(Items from a dataset)
+--
//! Prompt templates for resume extraction and evaluation.

pub const EXTRACTION_SYSTEM: &str =
    "You are a meticulous resume parser. You respond with a single JSON object and nothing else.";

pub const EVALUATION_SYSTEM: &str =
    "You are a technical recruiter. You respond with a single JSON object and nothing else.";

const EXTRACTION_TEMPLATE: &str = r#"Extract structured data from the resume text below.

Rules:
- Return ONLY a JSON object, no prose and no markdown fences.
- Use "" for missing string fields and [] for missing lists. Never invent data.
- "certificates" must only contain entries that appear under a heading such as
  CERTIFICATES, CERTIFICATIONS, COURSES, LICENSES, TRAINING, ACHIEVEMENTS or
  ACCOMPLISHMENTS. Do not pull certificates from projects or experience.
- Keep language entries exactly as written, including proficiency.

JSON structure:
{
  "name": "", "email": "", "phone": "",
  "linkedin": "", "github": "", "leetcode": "", "codechef": "",
  "languages": [],
  "education": {
    "10th": {"school": "", "location": "", "year": "", "percentage": ""},
    "12th": {"school": "", "location": "", "year": "", "percentage": ""},
    "bachelor": {"institute": "", "location": "", "degree": "", "expected_graduation": "", "cgpa": ""}
  },
  "skills": {"technical": [], "soft": [], "area_of_interest": []},
  "internships": [{"company": "", "role": "", "duration": "", "description": ""}],
  "projects": [{"title": "", "description": "", "technologies": []}],
  "certificates": [],
  "role_match": "",
  "summary": ""
}

Resume text:
{resume_text}"#;

const CERTIFICATE_TEMPLATE: &str = r#"Evaluate how much each certificate below strengthens a software engineering resume.

Return ONLY a JSON object of this shape, one entry per certificate, same order:
{
  "results": [
    {"certificate": "", "worthiness_score": 0, "highlight": false, "reason": ""}
  ]
}

worthiness_score is 0-100. highlight is true only for certificates worth
calling out to a recruiter. reason is one short sentence.

Certificates:
{certificates}"#;

const PROJECT_TEMPLATE: &str = r#"Analyze each project below from a recruiter's point of view.

Return ONLY a JSON object of this shape, one entry per project, same order:
{
  "projects": [
    {
      "project_title": "",
      "summary": "",
      "technologies": [],
      "domain": "",
      "problem_statement": "",
      "features": [],
      "impact": "",
      "complexity_level": "Intermediate",
      "relevance_score": 0,
      "missing_points": [],
      "recommended_improvements": [],
      "role_mapping": []
    }
  ]
}

Constraints:
- domain must be one of: Web Development, AI/ML, Cloud, Full Stack, Mobile App,
  IoT, Cybersecurity, Data Science, Automation, Other.
- complexity_level must be Beginner, Intermediate or Advanced.
- relevance_score is 0-100.
- role_mapping lists job titles the project supports, e.g. "Backend Engineer".

Projects:
{projects}"#;

const CHAT_TEMPLATE: &str = r#"You are assisting a recruiter who is reviewing one candidate's resume.
Answer the question using only the resume data below. If the answer is not in
the data, say so plainly. Keep the answer short and factual.

Resume data:
{resume_data}

Question: {query}"#;

pub fn extraction_prompt(resume_text: &str) -> String {
    EXTRACTION_TEMPLATE.replace("{resume_text}", resume_text)
}

pub fn certificate_prompt(certificates: &[String]) -> String {
    let listing = certificates
        .iter()
        .map(|c| format!("- {c}"))
        .collect::<Vec<_>>()
        .join("\n");
    CERTIFICATE_TEMPLATE.replace("{certificates}", &listing)
}

pub fn project_prompt(projects_json: &str) -> String {
    PROJECT_TEMPLATE.replace("{projects}", projects_json)
}

pub fn chat_prompt(resume_data: &str, query: &str) -> String {
    CHAT_TEMPLATE
        .replace("{resume_data}", resume_data)
        .replace("{query}", query)
}
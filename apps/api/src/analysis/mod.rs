//! Deterministic resume analysis: text normalization, language detection,
//! skill/keyword extraction, and heuristic ATS scoring.
//!
//! Everything in this module family is pure and total: no I/O, no shared
//! mutable state, defined for every input and never panicking. The only
//! configuration is the immutable [`lexicon::SkillLexicon`] injected by the
//! caller at construction time.

pub mod ats;
pub mod languages;
pub mod lexicon;
pub mod normalize;
pub mod skills;
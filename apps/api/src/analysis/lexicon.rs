//! Static keyword dictionaries packaged as one immutable, injectable value.
//!
//! The lexicon is built once at startup and shared via `Arc` in `AppState`;
//! extractors and the scorer receive it by reference. Nothing here is
//! mutated after construction.

use regex::Regex;

/// A canonical skill or tool name plus the recognized alias spellings that
/// fold into it.
#[derive(Debug, Clone)]
pub struct SkillEntry {
    pub canonical: String,
    pub aliases: Vec<String>,
}

/// All dictionaries the analysis pipeline matches against: the skill synonym
/// table, the programming-language table, section heading phrases, and the
/// flat keyword lists used by the ATS rubric.
#[derive(Debug)]
pub struct SkillLexicon {
    pub skills: Vec<SkillEntry>,
    pub programming: Vec<SkillEntry>,
    pub skill_headings: Vec<String>,
    pub interest_headings: Vec<String>,
    pub boundary_headings: Vec<String>,
    pub tech_keywords: Vec<String>,
    pub tool_keywords: Vec<String>,
    pub soft_skills: Vec<String>,
    pub cert_keywords: Vec<String>,
    pub action_verbs: Regex,
}

impl SkillLexicon {
    /// Builds the lexicon from the built-in tables.
    pub fn builtin() -> Self {
        let verbs = format!(r"\b({})\b", ACTION_VERBS.join("|"));
        SkillLexicon {
            skills: entries(SKILL_SYNONYMS),
            programming: entries(PROGRAMMING_LANGUAGES),
            skill_headings: strings(SKILL_HEADINGS),
            interest_headings: strings(INTEREST_HEADINGS),
            boundary_headings: strings(BOUNDARY_HEADINGS),
            tech_keywords: strings(TECH_KEYWORDS),
            tool_keywords: strings(TOOL_KEYWORDS),
            soft_skills: strings(SOFT_SKILLS),
            cert_keywords: strings(CERT_KEYWORDS),
            action_verbs: Regex::new(&verbs).expect("valid action verb regex"),
        }
    }

    /// Folds a raw token to its canonical spelling: exact canonical or alias
    /// match wins, anything else passes through lowercased and trimmed.
    pub fn normalize_skill(&self, raw: &str) -> String {
        let s = raw.to_lowercase().trim().to_string();
        for entry in &self.skills {
            if s == entry.canonical || entry.aliases.iter().any(|a| *a == s) {
                return entry.canonical.clone();
            }
        }
        s
    }
}

fn entries(table: &[(&str, &[&str])]) -> Vec<SkillEntry> {
    table
        .iter()
        .map(|(canonical, aliases)| SkillEntry {
            canonical: (*canonical).to_string(),
            aliases: aliases.iter().map(|a| (*a).to_string()).collect(),
        })
        .collect()
}

fn strings(list: &[&str]) -> Vec<String> {
    list.iter().map(|s| (*s).to_string()).collect()
}

/// Canonical skill/tool spellings and their alias forms, including spacing
/// and vendor-prefix variants.
const SKILL_SYNONYMS: &[(&str, &[&str])] = &[
    ("excel", &["ms excel", "microsoft excel"]),
    ("power bi", &["powerbi"]),
    ("mysql", &["my sql", "my-sql"]),
    ("html", &["html5"]),
    ("css", &["css3"]),
    ("react", &["reactjs", "react js"]),
    ("node", &["nodejs", "node js"]),
    ("git", &["git version control"]),
    ("vscode", &["visual studio code", "vs code"]),
    ("jupyter", &["jupyter notebook", "jupyter lab"]),
    ("postman", &[]),
    ("insomnia", &[]),
    ("figma", &[]),
    ("sketch", &[]),
    ("invision", &[]),
    ("zeplin", &[]),
    ("adobe photoshop", &["photoshop"]),
    ("adobe illustrator", &["illustrator"]),
    ("adobe xd", &["xd"]),
    ("docker", &[]),
    ("docker compose", &["docker-compose"]),
    ("kubernetes", &["k8s"]),
    ("helm", &[]),
    ("istio", &[]),
    ("prometheus", &[]),
    ("grafana", &[]),
    ("kibana", &[]),
    ("elasticsearch", &["elastic search"]),
    ("logstash", &[]),
    ("filebeat", &[]),
    ("aws", &["amazon web services"]),
    ("ec2", &["amazon ec2"]),
    ("s3", &["amazon s3"]),
    ("lambda", &["aws lambda"]),
    ("azure", &["microsoft azure"]),
    ("gcp", &["google cloud platform", "google cloud"]),
    ("firebase", &["google firebase"]),
    ("heroku", &[]),
    ("digitalocean", &["digital ocean"]),
    ("jenkins", &[]),
    ("travis", &["travis ci"]),
    ("circleci", &["circle ci"]),
    ("ansible", &[]),
    ("puppet", &[]),
    ("chef", &[]),
    ("terraform", &[]),
    ("postgresql", &["postgres"]),
    ("mongodb", &[]),
    ("redis", &[]),
    ("memcached", &["memcache"]),
    ("kafka", &["apache kafka"]),
    ("rabbitmq", &["rabbit mq"]),
    ("hadoop", &["apache hadoop"]),
    ("spark", &["apache spark"]),
    ("flink", &["apache flink"]),
    ("cassandra", &["apache cassandra"]),
    ("couchdb", &["apache couchdb"]),
    ("hbase", &["apache hbase"]),
    ("hive", &["apache hive"]),
    ("dynamodb", &["amazon dynamodb"]),
    ("tensorflow", &[]),
    ("pytorch", &[]),
    ("tableau", &[]),
    ("sap", &[]),
    ("salesforce", &[]),
    ("oracle", &["oracle db", "oracle database"]),
    ("mssql", &["microsoft sql server", "sql server"]),
    ("linux", &[]),
    ("unix", &[]),
    ("bash", &["bash scripting", "shell scripting"]),
    ("powershell", &[]),
    ("rhel", &["red hat enterprise linux"]),
    ("ubuntu", &[]),
    ("centos", &[]),
    ("wordpress", &[]),
    ("drupal", &[]),
    ("magento", &[]),
    ("shopify", &[]),
    ("woocommerce", &["woo commerce"]),
    ("seo", &["search engine optimization"]),
    ("jira", &[]),
    ("confluence", &[]),
    ("trello", &[]),
    ("asana", &[]),
    ("slack", &[]),
    ("zoom", &[]),
    ("teams", &["microsoft teams"]),
    ("skype", &[]),
    ("webex", &["cisco webex"]),
    ("vmware", &[]),
    ("virtualbox", &[]),
    ("wireshark", &[]),
    ("tcp/ip", &["tcp", "ip"]),
    ("dns", &["domain name system"]),
    ("dhcp", &["dynamic host configuration protocol"]),
    ("vpn", &["virtual private network"]),
    ("ldap", &["lightweight directory access protocol"]),
    ("active directory", &["ad"]),
    ("oauth", &["oauth 2.0"]),
    ("jwt", &["json web token"]),
    ("rest", &["restful", "rest api"]),
    ("graphql", &["graph ql"]),
    ("soap", &[]),
    ("grpc", &[]),
    ("swagger", &["openapi"]),
    ("junit", &[]),
    ("testng", &[]),
    ("selenium", &[]),
    ("cypress", &[]),
    ("jest", &[]),
    ("mocha", &[]),
    ("jasmine", &[]),
    ("pytest", &[]),
    ("unittest", &["python unittest"]),
    ("gitlab", &["gitlab ci/cd"]),
    ("github", &["github actions"]),
    ("bitbucket", &[]),
    ("nginx", &["engine x"]),
    ("apache", &["apache http server"]),
    ("iis", &["internet information services"]),
    ("tomcat", &["apache tomcat"]),
    ("jboss", &[]),
    ("weblogic", &["oracle weblogic server"]),
    ("websphere", &["ibm websphere"]),
];

/// Programming languages with alias spellings. Canonical display form is the
/// capitalized key ("c++" → "C++").
const PROGRAMMING_LANGUAGES: &[(&str, &[&str])] = &[
    ("c", &["c language", "c lang"]),
    ("c++", &["cpp", "c plus plus"]),
    ("java", &["core java", "advanced java"]),
    ("python", &["python programming"]),
    ("javascript", &["nodejs", "node js"]),
    ("typescript", &[]),
    ("ruby", &[]),
    ("go", &["golang"]),
    ("swift", &[]),
    ("kotlin", &[]),
    ("php", &["php language"]),
    ("r", &["r language"]),
    ("matlab", &[]),
    ("scala", &[]),
    ("perl", &[]),
];

/// Section headings that introduce a technical-skills block. Matched
/// case-insensitively as substrings, not anchored to line starts.
const SKILL_HEADINGS: &[&str] = &[
    "technical skills",
    "technical skill",
    "skillset",
    "skills",
    "tech skills",
    "core skills",
    "key skills",
    "hard skills",
    "professional skills",
    "technical proficiencies",
    "technical proficiency",
    "technical expertise",
    "software skills",
    "tools & technologies",
    "tools and technologies",
    "technologies",
    "tech stack",
    "technical toolkit",
    "programming skills",
    "programming languages",
    "programming language",
    "it skills",
    "computer skills",
    "domain skills",
    "specialized skills",
    "primary skills",
    "relevant skills",
    "development skills",
    "technical competencies",
    "skill highlights",
    "skills highlights",
    "languages",
    "language",
    "technical tools",
    "software tools",
    "developer tools",
    "tools",
    "tool",
];

/// Section headings that introduce an areas-of-interest block.
const INTEREST_HEADINGS: &[&str] = &[
    "area of interest",
    "areas of interest",
    "interest areas",
    "interests",
    "technical interests",
    "professional interests",
    "career interests",
    "domain interests",
    "engineering interests",
    "fields of interest",
    "preferred domains",
    "preferred areas",
    "preferred technical areas",
    "specialization areas",
    "preferred fields",
    "passion",
    "my interests",
];

/// Headings that terminate a scoped section without starting one of the two
/// extracted categories.
const BOUNDARY_HEADINGS: &[&str] = &[
    "personal projects",
    "academic projects",
    "projects",
    "work experience",
    "professional experience",
    "experience",
    "internships",
    "internship",
    "education",
    "academic background",
    "certifications",
    "certification",
    "certificates",
    "certificate",
    "courses",
    "trainings",
    "achievements",
    "awards",
    "publications",
    "summary",
    "career objective",
    "objective",
    "profile",
    "declaration",
    "references",
    "hobbies",
    "extracurricular",
];

/// Technical keywords counted (as substrings) by the Skills Strength rubric
/// category, weighted 1.5 each.
const TECH_KEYWORDS: &[&str] = &[
    "python",
    "java",
    "c++",
    "c#",
    "go",
    "node",
    "react",
    "angular",
    "vue",
    "javascript",
    "typescript",
    "mongodb",
    "mysql",
    "postgres",
    "sql",
    "redis",
    "aws",
    "azure",
    "gcp",
    "docker",
    "kubernetes",
    "terraform",
    "tensorflow",
    "pytorch",
    "scikit-learn",
    "pandas",
    "numpy",
    "fastapi",
    "django",
    "flask",
    "spring",
    "express",
    "rest",
    "graphql",
    "microservices",
];

/// Tooling keywords counted by the Skills Strength category, weighted 1.0.
const TOOL_KEYWORDS: &[&str] = &[
    "git",
    "github",
    "gitlab",
    "jira",
    "jenkins",
    "figma",
    "linux",
    "bash",
    "shell",
    "tableau",
    "power bi",
    "excel",
    "visual studio",
    "vscode",
    "colab",
];

const SOFT_SKILLS: &[&str] = &[
    "leadership",
    "communication",
    "teamwork",
    "problem solving",
    "ownership",
    "adaptability",
];

const CERT_KEYWORDS: &[&str] = &[
    "certified",
    "certificate",
    "aws",
    "azure",
    "gcp",
    "oracle",
    "pmp",
    "scrum",
    "cisco",
];

const ACTION_VERBS: &[&str] = &[
    "developed",
    "built",
    "designed",
    "implemented",
    "managed",
    "optimized",
    "increased",
    "reduced",
    "led",
    "collaborated",
    "deployed",
    "created",
    "trained",
    "improved",
    "tested",
    "analyzed",
    "automated",
    "integrated",
    "streamlined",
    "orchestrated",
    "debugged",
    "resolved",
    "scaled",
    "architected",
];

#[cfg(test)]
mod tests {
    use super::*;

    #[test]
    fn test_normalize_skill_canonical_passthrough() {
        let lexicon = SkillLexicon::builtin();
        assert_eq!(lexicon.normalize_skill("mysql"), "mysql");
        assert_eq!(lexicon.normalize_skill("React"), "react");
    }

    #[test]
    fn test_normalize_skill_alias_folds_to_canonical() {
        let lexicon = SkillLexicon::builtin();
        assert_eq!(lexicon.normalize_skill("ReactJS"), "react");
        assert_eq!(lexicon.normalize_skill("amazon web services"), "aws");
        assert_eq!(lexicon.normalize_skill("k8s"), "kubernetes");
        assert_eq!(lexicon.normalize_skill("MY SQL"), "mysql");
    }

    #[test]
    fn test_normalize_skill_unknown_lowercased() {
        let lexicon = SkillLexicon::builtin();
        assert_eq!(lexicon.normalize_skill("  Quantum Widgets "), "quantum widgets");
    }

    #[test]
    fn test_action_verb_regex_is_word_bounded() {
        let lexicon = SkillLexicon::builtin();
        assert_eq!(lexicon.action_verbs.find_iter("developed and led").count(), 2);
        // "delivered" contains "led" but must not match
        assert_eq!(lexicon.action_verbs.find_iter("delivered").count(), 0);
    }
}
+--
**What the task asks**: Transcribe the entries above word for word, from the first line through the line containing "ACCOMPLISHMENTS. Do not", and nothing else.

**Solution below**:
//! Prompt templates for resume extraction and evaluation.

pub const EXTRACTION_SYSTEM: &str =
    "You are a meticulous resume parser. You respond with a single JSON object and nothing else.";

pub const EVALUATION_SYSTEM: &str =
    "You are a technical recruiter. You respond with a single JSON object and nothing else.";

const EXTRACTION_TEMPLATE: &str = r#"Extract structured data from the resume text below.

Rules:
- Return ONLY a JSON object, no prose and no markdown fences.
- Use "" for missing string fields and [] for missing lists. Never invent data.
- "certificates" must only contain entries that appear under a heading such as
  CERTIFICATES, CERTIFICATIONS, COURSES, LICENSES, TRAINING, ACHIEVEMENTS or
  ACCOMPLISHMENTS. Do not pull certificates from projects or experience.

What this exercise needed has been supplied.